[Opening Extracted data section]
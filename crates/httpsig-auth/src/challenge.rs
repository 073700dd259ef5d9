//! Server verification policy advertised in `WWW-Authenticate`.

use std::fmt;

use crate::algorithm::AlgorithmSet;
use crate::authorization::{parse_signature_params, required_param};
use crate::error::AuthError;

/// Default header list when a challenge or authorization names none.
pub const DEFAULT_HEADERS: &[&str] = &["date"];

/// The realm, required signed headers and accepted algorithms.
#[derive(Debug, Clone, PartialEq, Eq)]
pub struct Challenge {
    realm: String,
    required_headers: Vec<String>,
    algorithms: AlgorithmSet,
}

impl Challenge {
    /// Create a challenge. Header names are lower-cased.
    pub fn new<I, S>(realm: impl Into<String>, required_headers: I, algorithms: AlgorithmSet) -> Self
    where
        I: IntoIterator<Item = S>,
        S: AsRef<str>,
    {
        Self {
            realm: realm.into(),
            required_headers: required_headers
                .into_iter()
                .map(|h| h.as_ref().to_ascii_lowercase())
                .collect(),
            algorithms,
        }
    }

    /// Realm name.
    #[must_use]
    pub fn realm(&self) -> &str {
        &self.realm
    }

    /// Headers every authorization must sign, in order.
    #[must_use]
    pub fn required_headers(&self) -> &[String] {
        &self.required_headers
    }

    /// Accepted algorithms.
    #[must_use]
    pub fn algorithms(&self) -> &AlgorithmSet {
        &self.algorithms
    }

    /// Render as a `WWW-Authenticate` value.
    #[must_use]
    pub fn to_header_value(&self) -> String {
        format!(
            "Signature realm=\"{}\",headers=\"{}\",algorithms=\"{}\"",
            self.realm,
            self.required_headers.join(" "),
            self.algorithms
        )
    }

    /// Parse a `WWW-Authenticate: Signature ...` value.
    ///
    /// A missing `headers` parameter defaults to `date`.
    ///
    /// # Errors
    /// Returns [`AuthError::InvalidAuthHeader`] for malformed input and
    /// [`AuthError::UnsupportedAlgorithm`] for an unknown algorithm name.
    pub fn parse(value: &str) -> Result<Self, AuthError> {
        let params = parse_signature_params(value)?;
        let realm = required_param(&params, "realm")?;
        let algorithms = AlgorithmSet::parse_list(required_param(&params, "algorithms")?)?;
        let headers: Vec<&str> = match params.iter().find(|(name, _)| *name == "headers") {
            Some((_, raw)) => raw.split_whitespace().collect(),
            None => DEFAULT_HEADERS.to_vec(),
        };
        Ok(Self::new(realm, headers, algorithms))
    }
}

impl fmt::Display for Challenge {
    fn fmt(&self, f: &mut fmt::Formatter<'_>) -> fmt::Result {
        f.write_str(&self.to_header_value())
    }
}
[Closing Extracted data section]
Give an exact copy of the lines from the one with "fn fmt(&self, f: &mut" through the end of the entries, both ends included.

**Result for this task**
    fn fmt(&self, f: &mut fmt::Formatter<'_>) -> fmt::Result {
        f.write_str(&self.to_header_value())
    }
}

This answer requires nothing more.